Devenue rédactrice en chef en septembre 2012 avec son collègue Sébastien Petitot, la journaliste Marie-Aldine Girard travaille pour l’émission depuis son lancement en 2006. Son regard révèle l’existence d’autres acteurs ayant participé ou participant toujours à la fabrication du contenu :

« […] il y avait 3 programmateurs, un programmateur live […] plus une aide de chef d'édition, [qui] gérait le contenu des images. D'autres gens se rajoutaient aussi. Par exemple au tout début on pensait à faire des sujets « images ». Il y en a eu deux qui ont été faits et ensuite on a arrêté. Mais ces gens là sont restés un petit peu pour proposer des idées. J'vous le dis c'était un joyeux bordel même dans la rédac'. On était environ 25 au total mais nous avions parfois des personnes qui venaient une fois par semaine, qui passaient... Il y a eu plusieurs saisons où l'on a eu des conseillers artistiques par exemple. Et puis […] au bout de la 4è ou 5è saison on a dit "on arrête, Frédéric n'en a pas besoin pour le moment".2

Son regard rétrospectif sur l’équipe de rédaction rend également compte d’une multitude de parcours propices à la curiosité culturelle et politique.

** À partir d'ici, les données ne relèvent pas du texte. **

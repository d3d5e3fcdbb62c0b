// Launcher data path for Windows: %APPDATA%/WebLauncher

use std::env;
use std::path::PathBuf;

pub fn get_data_dir() -> PathBuf {
    let appdata =
        env::var("APPDATA").unwrap_or_else(|_| String::from("C:\\Users\\Default\\AppData\\Roaming"));
    PathBuf::from(appdata).join("WebLauncher")
}
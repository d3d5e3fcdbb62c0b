// Weblauncher services
// Services provide settings storage, the navigation whitelist, the file chooser bridge and host collaborators.

pub mod collaborators;
pub mod file_chooser;
pub mod navigation_policy;
pub mod settings_store;
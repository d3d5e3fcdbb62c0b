// Weblauncher shared type definitions
// Each submodule defines types used across the launcher.

pub mod errors;
pub mod session;
pub mod settings;
pub mod window;
//! SQLite database connection management for the launcher.
//!
//! Provides the [`Database`] struct that wraps a `rusqlite::Connection`
//! and runs schema migrations on open.

use rusqlite::Connection;
use std::path::Path;

use super::migrations;

/// Owns the `rusqlite::Connection` shared by the settings store, the window
/// repository and the window-state store.
pub struct Database {
    conn: Connection,
}

impl Database {
    /// Opens (or creates) a SQLite database at the given file path and runs migrations.
    ///
    /// # Errors
    /// Returns `rusqlite::Error` if the connection cannot be established or migrations fail.
    pub fn open<P: AsRef<Path>>(path: P) -> Result<Self, rusqlite::Error> {
        let conn = Connection::open(path)?;
        let db = Self { conn };
        migrations::run_all(&db.conn)?;
        Ok(db)
    }

    /// Opens an in-memory SQLite database and runs migrations.
    ///
    /// The database is discarded when the `Database` is dropped.
    pub fn open_in_memory() -> Result<Self, rusqlite::Error> {
        let conn = Connection::open_in_memory()?;
        let db = Self { conn };
        migrations::run_all(&db.conn)?;
        Ok(db)
    }

    pub fn connection(&self) -> &Connection {
        &self.conn
    }
}
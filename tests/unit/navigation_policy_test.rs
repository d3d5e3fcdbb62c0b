//! Unit tests for the navigation whitelist evaluator.

use rstest::rstest;
use weblauncher::services::navigation_policy::{extract_host, should_open_externally};

fn list(entries: &[&str]) -> Vec<String> {
    entries.iter().map(|e| e.to_string()).collect()
}

#[rstest]
#[case::same_host_no_whitelist("https://a.com/x", "https://a.com/y", &[], false)]
#[case::other_host_no_whitelist("https://a.com/x", "https://b.com/", &[], true)]
#[case::subdomain_whitelisted("https://example.com/", "https://shop.example.com/", &["example.com"], false)]
#[case::foreign_host_whitelisted("https://example.com/", "https://evil.com/", &["example.com"], true)]
#[case::exact_whitelist_host("https://a.com/", "https://example.com/login", &["example.com"], false)]
#[case::any_entry_matches("https://a.com/", "https://docs.rs/", &["example.com", "docs.rs"], false)]
#[case::case_insensitive("https://a.com/", "https://Shop.EXAMPLE.com/", &["Example.Com"], false)]
#[case::malformed_target("https://a.com/", "::not a url::", &[], false)]
#[case::malformed_target_whitelisted("https://a.com/", "::not a url::", &["example.com"], false)]
#[case::hostless_target("https://a.com/", "mailto:me@b.com", &[], false)]
#[case::blank_current("", "https://b.com/", &[], false)]
#[case::blank_current_whitelisted("", "https://b.com/", &["example.com"], true)]
fn test_should_open_externally(
    #[case] current: &str,
    #[case] target: &str,
    #[case] whitelist: &[&str],
    #[case] expected: bool,
) {
    assert_eq!(should_open_externally(current, target, &list(whitelist)), expected);
}

#[test]
fn test_suffix_match_is_plain_suffix() {
    // "notexample.com" ends with "example.com".
    assert!(!should_open_externally(
        "https://a.com/",
        "https://notexample.com/",
        &list(&["example.com"])
    ));
}

#[rstest]
#[case("https://A.com:8443/path?q=1#frag", "a.com")]
#[case("http://127.0.0.1/", "127.0.0.1")]
#[case("file:///etc/hosts", "")]
#[case("", "")]
fn test_extract_host(#[case] url: &str, #[case] host: &str) {
    assert_eq!(extract_host(url), host);
}
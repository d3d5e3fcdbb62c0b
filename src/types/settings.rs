use serde::{Deserialize, Serialize};

/// What happens to live sessions when the network becomes available again.
#[derive(Debug, Clone, Copy, Serialize, Deserialize, PartialEq, Eq)]
#[serde(rename_all = "SCREAMING_SNAKE_CASE")]
pub enum RefreshPolicy {
    Off,
    Current,
    All,
}

impl RefreshPolicy {
    pub fn as_str(&self) -> &'static str {
        match self {
            RefreshPolicy::Off => "OFF",
            RefreshPolicy::Current => "CURRENT",
            RefreshPolicy::All => "ALL",
        }
    }
}

/// How the hardware/system back action is interpreted.
#[derive(Debug, Clone, Copy, Serialize, Deserialize, PartialEq, Eq)]
#[serde(rename_all = "SCREAMING_SNAKE_CASE")]
pub enum BackBehavior {
    WebBack,
    Disabled,
}

impl BackBehavior {
    pub fn as_str(&self) -> &'static str {
        match self {
            BackBehavior::WebBack => "WEB_BACK",
            BackBehavior::Disabled => "DISABLED",
        }
    }
}

/// Immutable, total settings snapshot handed to the session pool.
///
/// The pool never merges partial updates: every change produces a new
/// snapshot with all fields populated.
#[derive(Debug, Clone, Serialize, Deserialize, PartialEq, Eq)]
pub struct LauncherSettings {
    pub max_alive: u32,
    pub third_party_cookies: bool,
    /// Empty means "use the engine's default user agent".
    pub user_agent: String,
    /// Domain suffixes allowed to load in-app. Empty disables the whitelist.
    pub whitelist_domains: Vec<String>,
    pub refresh_policy: RefreshPolicy,
    pub back_behavior: BackBehavior,
    pub foreground_service: bool,
    pub debug_mode: bool,
}

pub const DEFAULT_MAX_ALIVE: u32 = 5;

impl Default for LauncherSettings {
    fn default() -> Self {
        Self {
            max_alive: DEFAULT_MAX_ALIVE,
            third_party_cookies: false,
            user_agent: String::new(),
            whitelist_domains: Vec::new(),
            refresh_policy: RefreshPolicy::Current,
            back_behavior: BackBehavior::WebBack,
            foreground_service: true,
            debug_mode: false,
        }
    }
}

impl LauncherSettings {
    /// Effective session budget: `max_alive` coerced into `[1, window_count]`.
    pub fn effective_max_alive(&self, window_count: usize) -> usize {
        let ceiling = window_count.max(1);
        (self.max_alive as usize).clamp(1, ceiling)
    }

    /// Parses the comma-separated whitelist format used by the settings store.
    pub fn parse_whitelist(raw: &str) -> Vec<String> {
        raw.split(',')
            .map(|d| d.trim().to_lowercase())
            .filter(|d| !d.is_empty())
            .collect()
    }
}
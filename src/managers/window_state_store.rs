//! Window State Store.
//!
//! Durable per-window runtime state (last URL, scroll offset, last-active
//! time) in the `window_states` table, fronted by an in-memory map. The map is
//! authoritative for the running process; writes go through to SQLite and a
//! failed write only costs fidelity across a restart.

use std::collections::{HashMap, HashSet};
use std::sync::Arc;

use rusqlite::params;

use crate::database::connection::Database;
use crate::types::errors::StoreError;
use crate::types::window::WindowState;

pub struct WindowStateStore {
    db: Arc<Database>,
    cache: HashMap<String, WindowState>,
}

impl WindowStateStore {
    /// Loads every persisted state into memory.
    pub fn new(db: Arc<Database>) -> Result<Self, StoreError> {
        let cache = {
            let conn = db.connection();
            let mut stmt = conn.prepare(
                "SELECT window_id, last_url, last_scroll_y, last_active_time FROM window_states",
            )?;
            let rows = stmt.query_map([], |row| {
                let scroll: i64 = row.get(2)?;
                Ok(WindowState {
                    window_id: row.get(0)?,
                    last_url: row.get(1)?,
                    last_scroll_y: scroll.clamp(0, u32::MAX as i64) as u32,
                    last_active_time: row.get(3)?,
                })
            })?;

            let mut cache = HashMap::new();
            for row in rows {
                let state = row?;
                cache.insert(state.window_id.clone(), state);
            }
            cache
        };
        Ok(Self { db, cache })
    }

    pub fn get(&self, window_id: &str) -> Option<&WindowState> {
        self.cache.get(window_id)
    }

    /// Overwrites the state for `state.window_id`.
    ///
    /// The in-memory copy is updated even when the database write fails.
    pub fn put(&mut self, state: WindowState) -> Result<(), StoreError> {
        let result = self
            .db
            .connection()
            .execute(
                "INSERT INTO window_states (window_id, last_url, last_scroll_y, last_active_time)
                 VALUES (?1, ?2, ?3, ?4)
                 ON CONFLICT(window_id) DO UPDATE SET
                     last_url = excluded.last_url,
                     last_scroll_y = excluded.last_scroll_y,
                     last_active_time = excluded.last_active_time",
                params![
                    state.window_id,
                    state.last_url,
                    state.last_scroll_y as i64,
                    state.last_active_time
                ],
            )
            .map(|_| ())
            .map_err(StoreError::from);
        self.cache.insert(state.window_id.clone(), state);
        result
    }

    pub fn remove(&mut self, window_id: &str) -> Result<(), StoreError> {
        self.cache.remove(window_id);
        self.db
            .connection()
            .execute("DELETE FROM window_states WHERE window_id = ?1", params![window_id])?;
        Ok(())
    }

    /// Drops every state whose window is not in `window_ids`. Returns how many went.
    pub fn retain(&mut self, window_ids: &HashSet<&str>) -> Result<usize, StoreError> {
        let orphans: Vec<String> = self
            .cache
            .keys()
            .filter(|id| !window_ids.contains(id.as_str()))
            .cloned()
            .collect();
        for id in &orphans {
            self.remove(id)?;
        }
        Ok(orphans.len())
    }

    /// Newest `last_active_time` on record.
    pub fn latest_active_time(&self) -> Option<i64> {
        self.cache.values().map(|s| s.last_active_time).max()
    }

    pub fn len(&self) -> usize {
        self.cache.len()
    }

    pub fn is_empty(&self) -> bool {
        self.cache.is_empty()
    }
}
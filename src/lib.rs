//! Weblauncher: a multi-window web-session launcher.
//!
//! Each configured window owns one rendering session; a bounded pool keeps at
//! most `max_alive` of them attached to a surface. This library crate exposes
//! all modules for use by the binary and integration tests.

pub mod app;
pub mod database;
pub mod engine;
pub mod managers;
pub mod platform;
pub mod services;
pub mod types;
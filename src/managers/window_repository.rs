//! Window Repository.
//!
//! Owns the configured window list. The list is stored as a JSON array of
//! `{id, name, url, order}` under the `windows_json` settings key and is
//! rewritten in full on every edit, with `order` renumbered to `0..n-1`.

use std::sync::Arc;

use serde::Deserialize;
use uuid::Uuid;

use crate::database::connection::Database;
use crate::services::settings_store::{SettingsStore, SettingsStoreTrait};
use crate::types::errors::{SettingsError, WindowError};
use crate::types::window::WindowConfig;

pub const DEFAULT_WINDOW_NAME: &str = "Home";
pub const DEFAULT_WINDOW_URL: &str = "https://example.com";
pub const FALLBACK_WINDOW_NAME: &str = "Window";

/// Trait defining window list operations.
pub trait WindowRepositoryTrait {
    fn load(&mut self) -> Result<&[WindowConfig], WindowError>;
    fn windows(&self) -> &[WindowConfig];
    fn get_window(&self, window_id: &str) -> Option<&WindowConfig>;
    fn update_windows(&mut self, list: Vec<WindowConfig>) -> Result<(), WindowError>;
    fn add_window(&mut self, name: &str, url: &str) -> Result<WindowConfig, WindowError>;
    fn edit_window(&mut self, window_id: &str, name: &str, url: &str) -> Result<(), WindowError>;
    fn delete_window(&mut self, window_id: &str) -> Result<WindowConfig, WindowError>;
    fn move_window(&mut self, window_id: &str, new_index: usize) -> Result<(), WindowError>;
}

/// Persisted window entry; `order` may be absent in hand-edited data.
#[derive(Deserialize)]
struct StoredWindow {
    id: String,
    name: String,
    url: String,
    #[serde(default)]
    order: Option<i64>,
}

pub struct WindowRepository {
    settings: SettingsStore,
    windows: Vec<WindowConfig>,
}

impl WindowRepository {
    pub fn new(db: Arc<Database>) -> Self {
        Self {
            settings: SettingsStore::new(db),
            windows: Vec::new(),
        }
    }

    /// Parses the stored list. Blank or malformed input yields an empty list.
    pub fn parse_windows(json: &str) -> Vec<WindowConfig> {
        if json.trim().is_empty() {
            return Vec::new();
        }
        match serde_json::from_str::<Vec<StoredWindow>>(json) {
            Ok(stored) => stored
                .into_iter()
                .enumerate()
                .map(|(i, w)| WindowConfig {
                    id: w.id,
                    name: w.name,
                    url: w.url,
                    order: w.order.unwrap_or(i as i64),
                })
                .collect(),
            Err(e) => {
                log::warn!("stored window list is malformed, starting empty: {}", e);
                Vec::new()
            }
        }
    }

    pub fn serialize_windows(list: &[WindowConfig]) -> Result<String, SettingsError> {
        serde_json::to_string(list).map_err(|e| SettingsError::SerializationError(e.to_string()))
    }

    pub fn default_window() -> WindowConfig {
        WindowConfig {
            id: Uuid::new_v4().to_string(),
            name: DEFAULT_WINDOW_NAME.to_string(),
            url: DEFAULT_WINDOW_URL.to_string(),
            order: 0,
        }
    }

    fn find_index(&self, window_id: &str) -> Option<usize> {
        self.windows.iter().position(|w| w.id == window_id)
    }

    /// Renumbers `list` in its current sequence and writes it out.
    fn commit(&mut self, mut list: Vec<WindowConfig>) -> Result<(), WindowError> {
        for (i, window) in list.iter_mut().enumerate() {
            window.order = i as i64;
        }
        let json = Self::serialize_windows(&list)?;
        self.settings.set_windows_json(&json)?;
        self.windows = list;
        Ok(())
    }
}

impl WindowRepositoryTrait for WindowRepository {
    /// Reads the persisted list. When nothing usable is stored, a single
    /// default window is synthesized and persisted before returning.
    fn load(&mut self) -> Result<&[WindowConfig], WindowError> {
        let parsed = Self::parse_windows(&self.settings.windows_json());
        if parsed.is_empty() {
            log::info!("no configured windows; creating the default window");
            self.commit(vec![Self::default_window()])?;
        } else {
            self.windows = parsed;
        }
        Ok(&self.windows)
    }

    fn windows(&self) -> &[WindowConfig] {
        &self.windows
    }

    fn get_window(&self, window_id: &str) -> Option<&WindowConfig> {
        self.windows.iter().find(|w| w.id == window_id)
    }

    /// Replaces the whole list, ordered by the supplied `order` values.
    fn update_windows(&mut self, mut list: Vec<WindowConfig>) -> Result<(), WindowError> {
        list.sort_by_key(|w| w.order);
        self.commit(list)
    }

    /// Appends a window. Blank names and URLs take fallback values.
    fn add_window(&mut self, name: &str, url: &str) -> Result<WindowConfig, WindowError> {
        let window = WindowConfig {
            id: Uuid::new_v4().to_string(),
            name: non_blank_or(name, FALLBACK_WINDOW_NAME),
            url: non_blank_or(url, DEFAULT_WINDOW_URL),
            order: self.windows.len() as i64,
        };
        let mut list = self.windows.clone();
        list.push(window.clone());
        self.commit(list)?;
        Ok(window)
    }

    fn edit_window(&mut self, window_id: &str, name: &str, url: &str) -> Result<(), WindowError> {
        let idx = self
            .find_index(window_id)
            .ok_or_else(|| WindowError::NotFound(window_id.to_string()))?;
        let mut list = self.windows.clone();
        list[idx].name = non_blank_or(name, FALLBACK_WINDOW_NAME);
        list[idx].url = non_blank_or(url, DEFAULT_WINDOW_URL);
        self.commit(list)
    }

    fn delete_window(&mut self, window_id: &str) -> Result<WindowConfig, WindowError> {
        let idx = self
            .find_index(window_id)
            .ok_or_else(|| WindowError::NotFound(window_id.to_string()))?;
        let mut list = self.windows.clone();
        let removed = list.remove(idx);
        self.commit(list)?;
        Ok(removed)
    }

    fn move_window(&mut self, window_id: &str, new_index: usize) -> Result<(), WindowError> {
        let idx = self
            .find_index(window_id)
            .ok_or_else(|| WindowError::NotFound(window_id.to_string()))?;
        if new_index >= self.windows.len() {
            return Err(WindowError::InvalidIndex(new_index));
        }
        let mut list = self.windows.clone();
        let window = list.remove(idx);
        list.insert(new_index, window);
        self.commit(list)
    }
}

fn non_blank_or(value: &str, fallback: &str) -> String {
    let trimmed = value.trim();
    if trimmed.is_empty() {
        fallback.to_string()
    } else {
        trimmed.to_string()
    }
}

Elle cite par exemple son parcours : diplômée en sciences politiques, elle poursuit ses études en faisant un master en « sociologie des médias ». Elle poursuit en citant le parcours d’un des journalistes de l’équipe : Viktor. Missionné pour le contenu culturel de l’émission, ce dernier est issu de l’évènementiel culturel :

« Il était implanté dans le milieu culturel à Avignon et dans le milieu culturel parisien. Bien qu'il ne maîtrisait pas le débat télévisé, c'était bien pour nous d'avoir ce regard là. Comme on fait une télé différente, il est logique d'avoir des gens différents. Et ça l'a toujours été depuis le début. C'était une volonté de Frédéric et de Rachel Kahn : apporter des gens qui viennent d'horizons tout à fait différents. »3

1 Pour plus de détails sur cette période de la rédaction se reporter à l’interview de Lionel Boisseau en annexe n°15, p. 76 du cahier d’annexes.

2

Cf. Interview de Marie-Aldine Girard en annexe n°10, p. 41 du cahier d’annexes. 3 Cf. Interview de Marie-Aldine Girard en annexe n°10, ibid.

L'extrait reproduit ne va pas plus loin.